「だからさ、瑠衣は俺と結婚すればいいんだって。それで丸く収まるだろ?俺みたいないい男が、お前みたいなチンチクリンをもらってやると言ってるんだぞ?喜べよ」

目の前の男は、私の話を散々聞いたあと、そう言って缶ビールをググッと飲んだ。
なにも、私が彼に話を聞いてもらいたかったわけではない。泣きながら帰った私は、すでに部屋にいた彼に、なにがあったのかを話さないと酷い目に遭わせると脅されたのだ。
彼はこの部屋の主である私よりも寛いだ様子で、 私のお気に入りのクッションに寄りかかっている。

ラスト一本しかなかったビールを、勝手に冷蔵庫から取り出し、なんの躊躇いもなく飲み干す。いつもそうだ。私に対する気遣いなど、皆無なのだ。

「海斗と結婚なんて、絶対に嫌。

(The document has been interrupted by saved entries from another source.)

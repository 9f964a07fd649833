use crate::blokus_duo::prelude::*;

/// Simple board coordinate; realistically bounded to 14x14.
#[derive(Clone, Copy, Debug, PartialEq, Eq, PartialOrd, Ord, Hash)]
pub struct Coord {
    pub row: usize,
    pub col: usize,
}

impl std::str::FromStr for Coord {
    type Err = Error;
    fn from_str(s: &str) -> std::result::Result<Self, Self::Err> {
        let Some((row, col)) = s.split_once(',') else {
            return Err(anyhow!("expected a row,col pair for Coord; received {s}"));
        };
        let [row, col] = [row, col].map(|x| x.trim().parse::<usize>());
        let coord = Coord { row: row?, col: col? };
        if !coord.in_bounds() {
            return Err(anyhow!("coordinate {s} is off the board"));
        }
        Ok(coord)
    }
}

impl Coord {
    /// Recovers a coordinate from its linear offset in the grid.
    pub fn from_index(index: usize) -> Coord {
        Coord { row: index / BOARD_SIZE, col: index % BOARD_SIZE }
    }

    /// Determines whether or not the coord is in bounds.
    pub fn in_bounds(&self) -> bool {
        self.row < BOARD_SIZE && self.col < BOARD_SIZE
    }

    /// The linear offset of the coord in the grid, row-major.
    pub fn index(&self) -> usize {
        self.row * BOARD_SIZE + self.col
    }

    /// Constructs a new coord.
    pub fn new(row: usize, col: usize) -> Coord {
        Coord { row, col }
    }

    /// The canonical notation of the coord.
    pub fn notate(&self) -> String {
        format!("{},{}", self.row, self.col)
    }
}

// Simple offset pair that can be used to calculate neighbours.
#[derive(Clone, Copy, Debug, PartialEq, Eq, PartialOrd, Ord, Hash)]
pub struct OffsetCoord {
    pub rows: isize,
    pub cols: isize,
}

/// Offsets that turn a coordinate into one of its orthogonal neighbours.
pub static ORTHOGONAL_OFFSETS: [OffsetCoord; 4] = [
    OffsetCoord { rows: -1, cols: 0 },
    OffsetCoord { rows: 0, cols: -1 },
    OffsetCoord { rows: 0, cols: 1 },
    OffsetCoord { rows: 1, cols: 0 },
];

/// Offsets that turn a coordinate into one of its diagonal neighbours.
pub static DIAGONAL_OFFSETS: [OffsetCoord; 4] = [
    OffsetCoord { rows: -1, cols: -1 },
    OffsetCoord { rows: -1, cols: 1 },
    OffsetCoord { rows: 1, cols: -1 },
    OffsetCoord { rows: 1, cols: 1 },
];

impl OffsetCoord {
    /// Converts the offset into a coordinate if it lies on the board.
    pub fn checked(&self) -> Option<Coord> {
        if self.in_bounds_signed() {
            Some(self.coerce())
        } else {
            None
        }
    }

    /// Coerces the offset into a coordinate unchecked.
    pub fn coerce(&self) -> Coord {
        Coord {
            row: self.rows as usize,
            col: self.cols as usize,
        }
    }

    /// Determines whether or not the coord is in bounds.
    pub fn in_bounds_signed(&self) -> bool {
        0 <= self.rows && self.rows < BOARD_SIZE as isize && 0 <= self.cols && self.cols < BOARD_SIZE as isize
    }

    /// Constructs a new offset coord.
    pub fn new(rows: isize, cols: isize) -> OffsetCoord {
        OffsetCoord { rows, cols }
    }
}

// C -> OC

impl From<Coord> for OffsetCoord {
    fn from(value: Coord) -> Self {
        OffsetCoord {
            rows: value.row as isize,
            cols: value.col as isize,
        }
    }
}

impl From<&Coord> for OffsetCoord {
    fn from(value: &Coord) -> Self {
        OffsetCoord {
            rows: value.row as isize,
            cols: value.col as isize,
        }
    }
}

// OC + OC

impl Add<&OffsetCoord> for &OffsetCoord {
    type Output = OffsetCoord;
    fn add(self, rhs: &OffsetCoord) -> Self::Output {
        OffsetCoord {
            rows: self.rows + rhs.rows,
            cols: self.cols + rhs.cols,
        }
    }
}

impl Add<OffsetCoord> for OffsetCoord {
    type Output = OffsetCoord;
    fn add(self, rhs: OffsetCoord) -> Self::Output {
        &self + &rhs
    }
}

// C + OC

impl Add<&OffsetCoord> for &Coord {
    type Output = OffsetCoord;
    fn add(self, rhs: &OffsetCoord) -> Self::Output {
        &OffsetCoord::from(self) + rhs
    }
}

impl Add<&OffsetCoord> for Coord {
    type Output = OffsetCoord;
    fn add(self, rhs: &OffsetCoord) -> Self::Output {
        &self + rhs
    }
}

impl Add<OffsetCoord> for Coord {
    type Output = OffsetCoord;
    fn add(self, rhs: OffsetCoord) -> Self::Output {
        &self + &rhs
    }
}

// OC - OC

impl Sub<&OffsetCoord> for &OffsetCoord {
    type Output = OffsetCoord;
    fn sub(self, rhs: &OffsetCoord) -> Self::Output {
        OffsetCoord {
            rows: self.rows - rhs.rows,
            cols: self.cols - rhs.cols,
        }
    }
}

impl Sub<OffsetCoord> for OffsetCoord {
    type Output = OffsetCoord;
    fn sub(self, rhs: OffsetCoord) -> Self::Output {
        &self - &rhs
    }
}

// C - OC

impl Sub<&OffsetCoord> for Coord {
    type Output = OffsetCoord;
    fn sub(self, rhs: &OffsetCoord) -> Self::Output {
        &OffsetCoord::from(self) - rhs
    }
}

あなたが私を好きならば考えるけど」

タオルで涙を拭い、睨みながら言う。

「はははっ。俺がお前を好き?冗談言うな。好きとかそんな気持ちは通り越してる。今さら俺たちには必要のない感情だ。だいたい、お前に断る権利なんて、初めからないぞ。俺は昭恵さんに、お前と結婚してやってくれと頼まれてるんだから」

「なんでよ。勝手に決めないでと言ってるのにー。お母さん!どうしてなのー。海斗と結婚なんて嫌だって、ずっと言ってきたのに!」

「照れるなって。どうせお前みたいなやつは、相手なんて選べないんだから。ありがたく受けておけよ。可哀想だから、俺が犠牲になってやるよ」

再び泣けてくる。昭恵さんとは、私の母のことだ。どうしてこんな話になっているのだろう。再びタオルに顔を埋めた。
色んな感情が交差して、私は狼狽していた。
いっそこのまま海斗の言う通りに、海斗の申し出を受けたらいいのではないかとまで考える。そしたら、振られた悲しみをリセットできるのかも。